On the 4th of August, too, the Germans shot peaceful citizens at Visé, when the 2nd battalion of the 12th regiment of the line, under Major Collyns, had the audacity to resist them. Of course they pretended that the civilians took part in the fighting. A few days later they burned the church and the greater part of the town.

One sees plainly from these, and too many other examples, what was the object of our enemies: (a) They wished to terrorize the population, in order to make them more amenable to requisitions and demands of all kinds; (b) they wished to make their own troops believe that in fighting the Belgians—which they at first did with great unwillingness—they were merely defending themselves against treacherous attacks; (c) they wished to multiply opportunities of pillage; (d) finally, perhaps, they reckoned that by displaying to the Belgian Government the horrors to which its first refusal had exposed the country, they would induce it to reconsider its position and could obtain from it a free passage.

Were there any "Francs-tireurs"?

It would be impossible at this moment to state that the Belgians never, at any point of the frontier, fired upon the invaders. Let us remark, moreover, that if they did they would have been, from the purely human point of view, perfectly excusable.[14] What! here is Germany, who, pretending to be in a state of legitimate defence, falls unawares upon an inoffensive third party! And this third party had no right to oppose force to violence! In all logic, was it not Belgium that was in a state of legitimate defence; was it not for Belgium that all means were good? And notice, please, that it was not against an imagined and imaginary menace that we were defending ourselves: the Germans had most undeniably invaded Belgium. Would it have been astonishing if the Belgians, exasperated by this unspeakable aggression, had seized their rifles? In sane justice, one could not regard such action as a grievance; on the contrary. Does this mean that we believe in the story of civilians attacking the German army? Most certainly not; because we know from reliable sources that in every case where it has been possible to hold an inquiry, this inquiry has shown that the "francs-tireurs" were merely the pretext; the real motive for all the devastation and massacre was the desire to terrorize the population. It is, therefore, in a fashion entirely theoretical, and with the most express reserves, that we admit, in default of opportunity to investigate, in each case, the affirmations of our enemies, that in some cases, certainly extremely rare, isolated civilians, or small groups of civilians, may have been taken with arms in their hands. But our enemies will please admit also that the attitude of these civilians would have been amply excused by the more than brutal fashion in which the Germans behaved from the very first moments of the war. Let us add that when one erects terror into a system, as the Germans do, one should understand the defensive reflexes of the victims.

What were the rights of our enemies in these exceptional cases? They could, as they themselves proclaim, have shot the individual offenders, and, for once in a way, have burned their houses.
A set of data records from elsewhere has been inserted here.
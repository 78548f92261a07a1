//! Module registration and the finalized, immutable registry.
//!
//! [`RegistryBuilder`] collects modules through an explicit registration
//! table; nothing is discovered by scanning. [`RegistryBuilder::finalize`]
//! fixes the deterministic load order (base class first, names sorted within
//! each class), merges vocabularies, builds handler override chains, indexes
//! reactions, validates the hook graph, and precomputes the turn-phase
//! schedule. The resulting [`ModuleRegistry`] never changes, so every
//! lookup during play is read-only.

use std::collections::{HashMap, HashSet};
use std::sync::Arc;

use fable_foundation::{Error, Result};
use fable_world::World;

use crate::access::{HandlerFn, PhaseFn, ReactionFn};
use crate::hooks::{HookDefinition, HookKind, topological_order};
use crate::module::{Module, OriginClass};
use crate::vocabulary::MergedVocabulary;

/// Maximum edit distance for "did you mean" module suggestions.
const SUGGESTION_DISTANCE: usize = 3;

// =============================================================================
// Registry Entries
// =============================================================================

/// One handler in a verb's override chain, oldest first.
#[derive(Clone, Debug)]
pub struct HandlerEntry {
    module: Arc<str>,
    origin: OriginClass,
    func: HandlerFn,
}

impl HandlerEntry {
    /// Returns the registering module.
    #[must_use]
    pub fn module(&self) -> &Arc<str> {
        &self.module
    }

    /// Returns the registering module's origin class.
    #[must_use]
    pub const fn origin(&self) -> OriginClass {
        self.origin
    }

    /// Returns the handler function.
    #[must_use]
    pub const fn func(&self) -> HandlerFn {
        self.func
    }
}

/// One module's reaction to an event, as listed by
/// [`ModuleRegistry::resolve_reactions`].
#[derive(Clone, Debug)]
pub struct ReactionEntry {
    module: Arc<str>,
    func: ReactionFn,
}

impl ReactionEntry {
    /// Returns the reacting module.
    #[must_use]
    pub fn module(&self) -> &Arc<str> {
        &self.module
    }

    /// Returns the reaction function.
    #[must_use]
    pub const fn func(&self) -> ReactionFn {
        self.func
    }
}

/// One turn phase in its scheduled position.
#[derive(Clone, Debug)]
pub struct PhaseEntry {
    name: Arc<str>,
    module: Arc<str>,
    func: PhaseFn,
}

impl PhaseEntry {
    /// Returns the phase hook name.
    #[must_use]
    pub fn name(&self) -> &Arc<str> {
        &self.name
    }

    /// Returns the module whose definition won.
    #[must_use]
    pub fn module(&self) -> &Arc<str> {
        &self.module
    }

    /// Returns the phase function.
    #[must_use]
    pub const fn func(&self) -> PhaseFn {
        self.func
    }
}

// =============================================================================
// Registry Builder
// =============================================================================

/// Collects modules before the registry is finalized.
#[derive(Clone, Debug, Default)]
pub struct RegistryBuilder {
    modules: Vec<Module>,
}

impl RegistryBuilder {
    /// Creates an empty builder.
    #[must_use]
    pub fn new() -> Self {
        Self::default()
    }

    /// Registers a module.
    ///
    /// # Errors
    ///
    /// Returns an error when a module with the same qualified name is
    /// already registered.
    pub fn register(mut self, module: Module) -> Result<Self> {
        if self.modules.iter().any(|m| m.name() == module.name()) {
            return Err(Error::duplicate_module(module.name().to_string()));
        }
        self.modules.push(module);
        Ok(self)
    }

    /// Finalizes registration into an immutable registry.
    ///
    /// # Errors
    ///
    /// Returns the first vocabulary, handler, reaction, or hook problem
    /// found. A registry is only produced when every module checks out.
    pub fn finalize(mut self) -> Result<ModuleRegistry> {
        // Deterministic load order: base class first, names sorted within
        // each class. Everything downstream leans on this order.
        self.modules.sort_by(|a, b| {
            a.origin()
                .cmp(&b.origin())
                .then_with(|| a.name().cmp(b.name()))
        });

        let vocabulary = MergedVocabulary::merge(&self.modules)?;
        let handlers = merge_handlers(&self.modules, &vocabulary)?;
        let reactions = merge_reactions(&self.modules)?;
        let (hooks, phases) = merge_hooks(&self.modules)?;

        let module_names: Vec<Arc<str>> =
            self.modules.iter().map(|m| m.name().clone()).collect();
        let module_set: HashSet<Arc<str>> = module_names.iter().cloned().collect();

        Ok(ModuleRegistry {
            module_names,
            module_set,
            vocabulary,
            handlers,
            reactions,
            hooks,
            phases,
        })
    }
}

fn merge_handlers(
    modules: &[Module],
    vocabulary: &MergedVocabulary,
) -> Result<HashMap<Arc<str>, Vec<HandlerEntry>>> {
    let mut chains: HashMap<Arc<str>, Vec<HandlerEntry>> = HashMap::new();
    for module in modules {
        for (verb, func) in module.handlers() {
            let Some(canonical) = vocabulary.canonical_registration(verb) else {
                return Err(Error::handler_without_verb(
                    verb.to_string(),
                    module.name().to_string(),
                ));
            };
            let chain = chains.entry(canonical.clone()).or_default();
            if let Some(previous) = chain.iter().find(|e| e.origin == module.origin()) {
                return Err(Error::duplicate_handler(
                    canonical.to_string(),
                    previous.module.to_string(),
                    module.name().to_string(),
                ));
            }
            chain.push(HandlerEntry {
                module: module.name().clone(),
                origin: module.origin(),
                func: *func,
            });
        }
    }
    Ok(chains)
}

fn merge_reactions(
    modules: &[Module],
) -> Result<HashMap<Arc<str>, HashMap<Arc<str>, ReactionFn>>> {
    let mut reactions: HashMap<Arc<str>, HashMap<Arc<str>, ReactionFn>> = HashMap::new();
    for module in modules {
        let per_module = reactions.entry(module.name().clone()).or_default();
        for (event, func) in module.reactions() {
            if per_module.insert(event.clone(), *func).is_some() {
                return Err(Error::duplicate_reaction(
                    event.to_string(),
                    module.name().to_string(),
                ));
            }
        }
    }
    Ok(reactions)
}

type HookTable = HashMap<Arc<str>, HookDefinition>;

fn merge_hooks(modules: &[Module]) -> Result<(HookTable, Vec<PhaseEntry>)> {
    // First declaration fixes a hook's position; an overlay override
    // replaces the definition in place so tie-breaking stays stable.
    let mut order: Vec<Arc<str>> = Vec::new();
    let mut owners: HashMap<Arc<str>, (HookDefinition, Arc<str>, OriginClass)> = HashMap::new();
    let mut phase_fns: HashMap<Arc<str>, PhaseFn> = HashMap::new();

    for module in modules {
        for definition in module.hooks() {
            definition.validate()?;
            let name = definition.name().clone();
            if let Some((_, owner, origin)) = owners.get(&name) {
                if *origin == module.origin() {
                    return Err(Error::duplicate_hook(
                        name.to_string(),
                        owner.to_string(),
                        module.name().to_string(),
                    ));
                }
            } else {
                order.push(name.clone());
            }
            owners.insert(
                name,
                (definition.clone(), module.name().clone(), module.origin()),
            );
        }
        for (name, func) in module.phases() {
            phase_fns.insert(name.clone(), *func);
        }
    }

    // Dependency references must exist and stay within one kind.
    for name in &order {
        let (definition, _, _) = &owners[name];
        for dependency in definition.after() {
            let Some((target, _, _)) = owners.get(dependency) else {
                return Err(Error::unknown_hook_dependency(
                    definition.name().to_string(),
                    dependency.to_string(),
                ));
            };
            if target.kind() != definition.kind() {
                return Err(Error::hook_dependency_kind(
                    definition.name().to_string(),
                    dependency.to_string(),
                ));
            }
        }
    }

    let records: Vec<(Arc<str>, Vec<Arc<str>>)> = order
        .iter()
        .filter(|name| owners[*name].0.kind() == HookKind::TurnPhase)
        .map(|name| (name.clone(), owners[name].0.after().to_vec()))
        .collect();
    let schedule = topological_order(&records)?;

    let mut phases = Vec::with_capacity(schedule.len());
    for index in schedule {
        let name = records[index].0.clone();
        let (_, owner, _) = &owners[&name];
        let Some(func) = phase_fns.get(&name) else {
            return Err(Error::internal(format!(
                "turn phase {name:?} has no registered function"
            )));
        };
        phases.push(PhaseEntry {
            name,
            module: owner.clone(),
            func: *func,
        });
    }

    let hooks = owners
        .into_iter()
        .map(|(name, (definition, _, _))| (name, definition))
        .collect();
    Ok((hooks, phases))
}

// =============================================================================
// Module Registry
// =============================================================================

/// The finalized, read-only view of every registered module.
#[derive(Clone, Debug)]
pub struct ModuleRegistry {
    module_names: Vec<Arc<str>>,
    module_set: HashSet<Arc<str>>,
    vocabulary: MergedVocabulary,
    handlers: HashMap<Arc<str>, Vec<HandlerEntry>>,
    reactions: HashMap<Arc<str>, HashMap<Arc<str>, ReactionFn>>,
    hooks: HookTable,
    phases: Vec<PhaseEntry>,
}

impl ModuleRegistry {
    /// Returns the merged vocabulary.
    #[must_use]
    pub fn vocabulary(&self) -> &MergedVocabulary {
        &self.vocabulary
    }

    /// Returns a canonical verb's handler chain, oldest first.
    ///
    /// The last entry is the active handler; earlier entries are reachable
    /// only through delegation.
    #[must_use]
    pub fn handler_chain(&self, canonical: &str) -> Option<&[HandlerEntry]> {
        self.handlers.get(canonical).map(Vec::as_slice)
    }

    /// Resolves a surface word to the handler a command would run.
    ///
    /// Canonicalizes through the merged vocabulary, so synonyms and
    /// overlay rebindings land on the same handler as dispatch. Returns
    /// the last entry of the override chain, the active one.
    #[must_use]
    pub fn resolve_handler(&self, verb: &str) -> Option<&HandlerEntry> {
        let entry = self.vocabulary.resolve(verb)?;
        self.handler_chain(entry.word())?.last()
    }

    /// Looks up one module's reaction for an event.
    #[must_use]
    pub fn reaction(&self, module: &str, event: &str) -> Option<ReactionFn> {
        self.reactions.get(module)?.get(event).copied()
    }

    /// Lists every module's reaction for an event, in load order.
    ///
    /// Gating walks a single entity's behaviors list instead; this global
    /// view answers "who reacts to this event at all" for diagnostics.
    #[must_use]
    pub fn resolve_reactions(&self, event: &str) -> Vec<ReactionEntry> {
        self.module_names
            .iter()
            .filter_map(|module| {
                self.reaction(module, event).map(|func| ReactionEntry {
                    module: module.clone(),
                    func,
                })
            })
            .collect()
    }

    /// Looks up a hook definition by name.
    #[must_use]
    pub fn hook(&self, name: &str) -> Option<&HookDefinition> {
        self.hooks.get(name)
    }

    /// Returns whether a name is a registered hook.
    #[must_use]
    pub fn is_hook(&self, name: &str) -> bool {
        self.hooks.contains_key(name)
    }

    /// Returns the turn phases in scheduled order.
    #[must_use]
    pub fn turn_phases(&self) -> &[PhaseEntry] {
        &self.phases
    }

    /// Returns whether a module is registered.
    #[must_use]
    pub fn has_module(&self, name: &str) -> bool {
        self.module_set.contains(name)
    }

    /// Returns module names in load order.
    #[must_use]
    pub fn module_names(&self) -> &[Arc<str>] {
        &self.module_names
    }

    /// Suggests the nearest registered module name, if any is close.
    #[must_use]
    pub fn suggest_module(&self, name: &str) -> Option<String> {
        self.module_names
            .iter()
            .map(|m| (strsim::levenshtein(name, m), m))
            .filter(|(distance, _)| *distance <= SUGGESTION_DISTANCE)
            .min_by_key(|(distance, _)| *distance)
            .map(|(_, m)| m.to_string())
    }

    /// Checks every entity's behaviors list against registered modules.
    ///
    /// # Errors
    ///
    /// Returns an error when a behaviors entry names an unregistered module
    /// (with a spelling suggestion when one is close) or names a hook
    /// instead of a module.
    pub fn validate_world(&self, world: &World) -> Result<()> {
        for entity in world.entities() {
            for behavior in entity.behaviors().iter() {
                if self.has_module(behavior) {
                    continue;
                }
                if self.is_hook(behavior) {
                    return Err(Error::behavior_names_hook(
                        entity.id().clone(),
                        behavior.to_string(),
                    ));
                }
                return Err(Error::unknown_behavior(
                    entity.id().clone(),
                    behavior.to_string(),
                    self.suggest_module(behavior),
                ));
            }
        }
        Ok(())
    }
}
But nothing in the world could justify the executions en masse and the wholesale burnings to which the Germans surrendered themselves.

The Obsession of the "Franc-tireur" in the German Army.

One point at first remained obscure to us in the German "reprisals": how did the German officers induce their men to commit this horrible carnage? Very simply: their minds were worked upon beforehand; they were crammed with legends of francs-tireurs dating from the war of 1870-71, and were made to believe that the Belgian population was revoltingly brutal. So as soon as they set foot on our territory they expected to be attacked by civilians, and, very naturally, prepared to sell their lives dearly.

Nothing is more typical in this respect than the collection of soldiers' letters published for the edification of the German nation in Der Deutsche Krieg in Feldpostbriefen.—I. Lüttich, Namur, Antwerpen. In more than half is there mention of "francs-tireurs"; but scarcely ever does the writer speak of having himself seen them. Read, for example, the first letter (that is No. 2 in the volume, for Letter No. 1 is not a soldier's letter). The writer, an officer, asserts that during the attack on the forts of Liége, on the night of the 6th of August, the night was so dark that it was impossible to distinguish friends from enemies, and that the Germans were firing on one another. Nevertheless, as they were fired on, and as they saw three men running, they immediately shot them as "francs-tireurs." During this same night their baggage-column having been surprised (he does not say by whom), a village was burned and the inhabitants were shot.

The whole mentality of the German soldier in respect of civilians is reflected in this letter; it is so dark that the Germans fire on one another, but that does not prevent them from recognizing that those attacking them are "francs-tireurs," even though their men are "falling en masse," which excludes all idea of francs-tireurs.